1800: The Evangelical Association was organized by Jacob Albright to serve German-speaking Methodists.

1813: The Reformed Methodist Church was organized under the leadership of Methodist preachers Pliny Brett and Elijah Bailey. This group was concentrated in Massachusetts and Vermont. It merged into the Churches of Christ in Christian Union in 1952.

1816: The African Methodist Episcopal Church was organized in Philadelphia by Richard Allen for Wesley followers/African-Americans. Bishop Francis Asbury had ordained him earlier in 1799.

1820: The African Methodist Episcopal Zion Church was organized in New York.

1828: The Canadians formed their own Methodist Church.

1828: The Methodist Protestant Church split off under Nicholas Snethen, who had earlier argued against the O'Kelly split, along with Asa Shinn. The issue was the role of laity in governance of the church. In 1939, it merged.

1843: The Wesleyan Methodist Church was organized. In 1968, the Wesleyan Methodist and Pilgrim Holiness denominations merged to form the Wesleyan Church.

1844: The Methodist Episcopal Church, South, split off because of the slavery controversy. Briefly, during the American Civil War, 1861–1865, it adopted the title of "The Methodist Episcopal Church in the Confederate States of America". In 1939, it merged into The Methodist Church, (which endures until 1968 and a subsequent merger with the Evangelical United Brethren Church forming the current U.M.C.).

1860: The Free Methodist Church was organized by B. T. Roberts and others. The differences centered around a traditional/rural vs. modern/urban ethos.

1870: The Colored Methodist Episcopal Church was organized from the Methodist Episcopal Church, South, to serve African-American Methodists. Later changed its name to Christian Methodist Episcopal Church.

1895: The Church of the Nazarene was organized by Phineas F. Bresee.

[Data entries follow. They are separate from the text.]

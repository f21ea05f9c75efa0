// =============================================================================
// Inclusive-range Uniform Sampling
// =============================================================================
//
// Non-cryptographic. Generators are either owned by the caller or held per
// thread; no generator state is ever shared between threads.

use rand::{Rng, RngCore, SeedableRng};
use rand_xoshiro::Xoshiro256PlusPlus;

/// Uniform sampler over closed integer ranges.
///
/// Wraps any [`RngCore`]; the default generator is `Xoshiro256PlusPlus`.
#[derive(Clone, Debug)]
pub struct UniformSampler<R = Xoshiro256PlusPlus> {
    rng: R,
}

impl UniformSampler<Xoshiro256PlusPlus> {
    /// Reproducible sampler: the same seed yields the same stream.
    pub fn from_seed(seed: u64) -> Self {
        Self {
            rng: Xoshiro256PlusPlus::seed_from_u64(seed),
        }
    }

    /// Sampler seeded from the wall clock.
    ///
    /// Two samplers created in the same instant still get different seeds.
    /// The stream is not reproducible.
    #[cfg(feature = "std")]
    pub fn from_clock() -> Self {
        Self::from_seed(clock_seed())
    }
}

impl<R: RngCore> UniformSampler<R> {
    /// Wrap an existing generator.
    pub fn new(rng: R) -> Self {
        Self { rng }
    }

    /// Draw uniformly from `[min, max]`, both ends included.
    ///
    /// `min == max` returns `min` without consuming randomness. The full
    /// range `0..=u64::MAX` is allowed.
    ///
    /// # Panics
    /// If `min > max`. This is a caller bug, not an input to be repaired.
    #[inline]
    pub fn sample_inclusive(&mut self, min: u64, max: u64) -> u64 {
        debug_assert!(min <= max, "inclusive range with min > max");
        if min == max {
            return min;
        }
        self.rng.random_range(min..=max)
    }

    /// The wrapped generator.
    pub fn rng_mut(&mut self) -> &mut R {
        &mut self.rng
    }

    /// Unwrap the generator.
    pub fn into_inner(self) -> R {
        self.rng
    }
}

// =============================================================================
// Thread-local Default
// =============================================================================

#[cfg(feature = "std")]
std::thread_local! {
    static THREAD_SAMPLER: core::cell::RefCell<UniformSampler> =
        core::cell::RefCell::new(UniformSampler::from_clock());
}

/// Draw uniformly from `[min, max]` with the calling thread's generator.
///
/// The generator is seeded from the clock on the thread's first draw; use
/// [`reseed_thread_rng`] for a reproducible stream.
///
/// # Panics
/// If `min > max`.
#[cfg(feature = "std")]
pub fn rand_iid(min: u64, max: u64) -> u64 {
    THREAD_SAMPLER.with(|sampler| sampler.borrow_mut().sample_inclusive(min, max))
}

/// Replace the calling thread's generator with one seeded from `seed`.
#[cfg(feature = "std")]
pub fn reseed_thread_rng(seed: u64) {
    log::trace!("reseeding thread sampler with {:#x}", seed);
    THREAD_SAMPLER.with(|sampler| *sampler.borrow_mut() = UniformSampler::from_seed(seed));
}

/// Run `f` with the calling thread's sampler, for batches of draws.
///
/// # Panics
/// If `f` calls [`rand_iid`], [`reseed_thread_rng`] or `with_thread_sampler`,
/// since the sampler is already borrowed. Draw from the `&mut` argument instead.
#[cfg(feature = "std")]
pub fn with_thread_sampler<T>(f: impl FnOnce(&mut UniformSampler) -> T) -> T {
    THREAD_SAMPLER.with(|sampler| f(&mut sampler.borrow_mut()))
}

/// Clock nanoseconds mixed with a process-wide stream counter.
#[cfg(feature = "std")]
fn clock_seed() -> u64 {
    use std::sync::atomic::{AtomicU64, Ordering};
    use std::time::{SystemTime, UNIX_EPOCH};

    static STREAM: AtomicU64 = AtomicU64::new(0);

    let nanos = SystemTime::now()
        .duration_since(UNIX_EPOCH)
        .map(|d| d.as_nanos() as u64)
        .unwrap_or(0);
    let stream = STREAM.fetch_add(1, Ordering::Relaxed);
    // Golden-ratio increment spreads consecutive stream ids across the word.
    let seed = nanos ^ stream.wrapping_mul(0x9E37_79B9_7F4A_7C15);
    log::trace!("seeding sampler stream {} with {:#x}", stream, seed);
    seed
}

1895: Fire Baptized Holiness Church

1897: Pentecostal Holiness Church of North Carolina. Merged with the Fire Baptized Holiness Church in 1911 and formed what is now known as the International Pentecostal Holiness Church.

1897: The Pilgrim Holiness Church was organized.

1939: The Methodist Episcopal Church, the Methodist Episcopal Church, South, and the Methodist Protestant Church merged to form The Methodist Church.

1946: The Evangelical Church (Albright's Evangelical Association) and Otterbein's heritage in the Church of the United Brethren in Christ merged to form the Evangelical United Brethren Church.

1968: The Evangelical United Brethren Church and The Methodist Church merged to form The United Methodist Church. Select churches who refused formed the Evangelical Church of North America.

2022: The Global Methodist Church was organized and has absorbed thousands of United Methodist congregations that the UMC approved their requests to schism.